In Japan, die Sauberkeit in den Städten ist weltberühmt und bleibt ein faszinierendes Mysterium für viele Besucher. Obwohl Mülleimer in vielen öffentlichen Räumen praktisch nicht existieren, überzeugen die Straßen mit einem herausragenden Maß an Ordnung und Reinheit. Diese bemerkenswerte Sauberkeit ist das Ergebnis einer facettenreichen Kultur, in der gesellschaftliche Verantwortung, Umweltbewusstsein und persönliche Disziplin eine zentrale Rolle spielen. Wie gelingt es Japan, ohne die üblichen Annehmlichkeiten einer Abfallentsorgung, für so viel Ordnung zu sorgen? Die Antwort ist vielschichtig und lehrt, dass jeder Einzelne ein Stück Verantwortung für die Gemeinschaft trägt.

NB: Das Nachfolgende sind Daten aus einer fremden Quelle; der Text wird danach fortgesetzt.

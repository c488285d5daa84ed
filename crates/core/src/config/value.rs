//! The raw YAML value tree (§3 "YAML value", §4.4).
//!
//! This is the immediate output of [`crate::config::parser`]: a tagged-union
//! tree with insertion-ordered mappings and a source [`Location`] on every
//! node, built directly from the scanner's event stream rather than from a
//! convenience loader, so that anchors/aliases survive unresolved for the
//! builder to match up itself (§4.5).

use crate::common::Location;

/// Opaque correlation key for a YAML anchor (`&foo`) / alias (`*foo`) pair.
///
/// yaml-rust2's event scanner consumes the anchor's textual name and hands
/// back only a renumbered integer id shared between the defining node and
/// every alias referencing it; that is exactly the identity this type needs
/// (the builder only ever uses anchors to correlate a definition site with
/// its reference sites, never to print the original name), so no
/// information the builder depends on is lost.
#[derive(Clone, Copy, Debug, PartialEq, Eq, Hash)]
pub struct AnchorId(pub usize);

/// A scalar, sequence, mapping, or alias — the four shapes a YAML node can
/// take in this configuration language.
#[derive(Clone, Debug)]
pub enum YamlValue {
    /// A leaf scalar. Interpreted as string/int/float/bool lazily by the
    /// config-context typed accessors (§4.4); never tokenized at parse time.
    Scalar(String),
    /// An unresolved `*name` reference to a node anchored elsewhere with
    /// `&name`.
    Alias(AnchorId),
    /// A YAML sequence.
    Array(Vec<YamlNode>),
    /// A YAML mapping. Order-preserving: this configuration format relies on
    /// definitions being visitable in the order they were written for
    /// diagnostics, even though lookup is also by key.
    Mapping(Vec<(String, YamlNode)>),
}

/// One node in the parsed tree: a value plus the location it came from, and
/// — if this exact node was the target of a `&name` anchor — the anchor id
/// it defines.
#[derive(Clone, Debug)]
pub struct YamlNode {
    /// The node's shape and payload.
    pub value: YamlValue,
    /// Where this node appears in its source file.
    pub location: Location,
    /// `Some(id)` if this node was anchored (`&name`); aliases elsewhere
    /// referencing the same anchor carry `YamlValue::Alias(id)`.
    pub anchor: Option<AnchorId>,
}

impl YamlNode {
    /// Builds a scalar node.
    #[must_use]
    pub fn scalar(text: impl Into<String>, location: Location) -> Self {
        Self {
            value: YamlValue::Scalar(text.into()),
            location,
            anchor: None,
        }
    }

    /// Returns the node's mapping entries, if it is a mapping.
    #[must_use]
    pub fn as_mapping(&self) -> Option<&[(String, YamlNode)]> {
        match &self.value {
            YamlValue::Mapping(entries) => Some(entries),
            _ => None,
        }
    }

    /// Looks up a key in this node's mapping, if it is one.
    #[must_use]
    pub fn get(&self, key: &str) -> Option<&YamlNode> {
        self.as_mapping()?
            .iter()
            .find(|(k, _)| k == key)
            .map(|(_, v)| v)
    }

    /// Returns the node's scalar text, if it is a scalar.
    #[must_use]
    pub fn as_scalar(&self) -> Option<&str> {
        match &self.value {
            YamlValue::Scalar(s) => Some(s.as_str()),
            _ => None,
        }
    }

    /// Returns the node's elements, if it is an array.
    #[must_use]
    pub fn as_array(&self) -> Option<&[YamlNode]> {
        match &self.value {
            YamlValue::Array(items) => Some(items),
            _ => None,
        }
    }
}

#[cfg(test)]
mod tests {
    use super::*;

    fn mapping(entries: Vec<(&str, YamlNode)>) -> YamlNode {
        YamlNode {
            value: YamlValue::Mapping(entries.into_iter().map(|(k, v)| (k.to_string(), v)).collect()),
            location: Location::synthetic(),
            anchor: None,
        }
    }

    #[test]
    fn get_finds_a_key_in_an_order_preserving_mapping() {
        let node = mapping(vec![
            ("class", YamlNode::scalar("SimpleMemory", Location::synthetic())),
            ("latency", YamlNode::scalar("2", Location::synthetic())),
        ]);
        assert_eq!(node.get("class").and_then(YamlNode::as_scalar), Some("SimpleMemory"));
        assert_eq!(node.get("latency").and_then(YamlNode::as_scalar), Some("2"));
        assert!(node.get("missing").is_none());
    }

    #[test]
    fn scalar_node_has_no_mapping_or_array_view() {
        let node = YamlNode::scalar("42", Location::synthetic());
        assert!(node.as_mapping().is_none());
        assert!(node.as_array().is_none());
        assert_eq!(node.as_scalar(), Some("42"));
    }

    #[test]
    fn alias_node_carries_no_scalar_text() {
        let node = YamlNode { value: YamlValue::Alias(AnchorId(3)), location: Location::synthetic(), anchor: None };
        assert!(node.as_scalar().is_none());
        assert!(matches!(node.value, YamlValue::Alias(AnchorId(3))));
    }
}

Eine herausragende Eigenschaft der japanischen Gesellschaft ist die Kultur der persönlichen Verantwortung. Professor Chris McMorran von der National University of Singapore erklärt, dass es als unhöflich gilt, während des Gehens zu essen. Diese Norm führt dazu, dass viele Japaner ihre Snacks und Getränke erst an einem geeigneten Ort konsumieren – und ihren Müll dann mit nach Hause nehmen. Oft tragen sie kleine Taschen mit sich, um ihren Abfall bis zur nächsten Entsorgungsmöglichkeit sicher aufzubewahren. Diese Praktiken sind in der japanischen Kultur tief verankert und fördern ein starkes Gemeinschaftsgefühl und Respekt für öffentliche Räume.
Die Herausforderung für Touristen
Trotz der eindrucksvollen Sauberkeit kann der Mangel an öffentlichen Mülleimern für Touristen oft frustrierend sein. Eine Umfrage der Japan National Tourism Organization ergab, dass 22 % der internationalen Besucher diesen Aspekt als größte logistische Herausforderung betrachten. Beliebte Ziele wie Nara, wo wilde Rehe frei herumlaufen, erleben einen Anstieg von Müll, der für die Tiere gefährlich wird. Doch die Stadt hat Maßnahmen ergriffen: In Touristengebieten wurden Solar-Mülleimer installiert, um das Problem zu mildern und die Besucher zu sensibilisieren.
Recycling und gesellschaftliche Verantwortung
Japan verfolgt eine strenge Recycling-Politik. In vielen Gemeinden müssen Abfälle in bis zu zwanzig verschiedene Kategorien sortiert werden. Mülleimer sind oft klein und die richtige Mülltrennung ist eine ernste Angelegenheit. Paul Christie, CEO von Walk Japan, betont, dass dieses System die kollektiven Werte der Japaner widerspiegelt: Sauberkeit wird vom ganzen Land geschätzt und durch kooperatives Handeln aufrechterhalten. Der Akt des Kaufens eines Produkts ist somit untrennbar mit der Verantwortung für dessen Entsorgung verbunden.
Ein ergreifender Sicherheitsaspekt
Hinter der zurückhaltenden Anzahl an Mülleimern steckt auch ein sicherheitspolitischer Aspekt. Nach dem Sarin-Angriff auf die Tokyoter U-Bahn im Jahr 1995, bei dem viele Menschen starben, wurden zahlreiche Mülleimer entfernt, um potenzielle Gefahren zu minimieren. Ähnliche Maßnahmen wurden international nach anderen Terroranschlägen durchgeführt. Auch in London wurden öffentliche Müllbehälter in den U-Bahn-Stationen beheben, um die allgemeine Sicherheit zu erhöhen.
Für Reisende gibt es kreative Lösungen: Das traditionelle Furoshiki, ein quadratisches Tuch, kann nicht nur als stilvolles Accessoire dienen, sondern auch als Tragehilfe für Abfall bis zur nächsten Mülleimer-Station. Es ist ein praktisches Souvenir, das sowohl Erinnerungswert hat als auch Funktionalität bietet.
Der Weg zur Sauberkeit
Zusammengefasst zeigt sich, dass Japans bemerkenswerte Sauberkeit nicht nur auf Infrastruktur beruht, sondern tief in der Kultur und den gesellschaftlichen Normen verwurzelt ist. Die Bereitschaft der Menschen, Verantwortung zu übernehmen, und das Bewusstsein für die Umwelt fördern ein Umfeld, in dem Sauberkeit eine gemeinschaftliche Anstrengung ist. Wer bereit ist, diese Praktiken zu akzeptieren, wird die japanischen Straßen vielleicht nicht als unpraktisch empfinden, sondern als Beispiel für ein harmonisches Zusammenleben.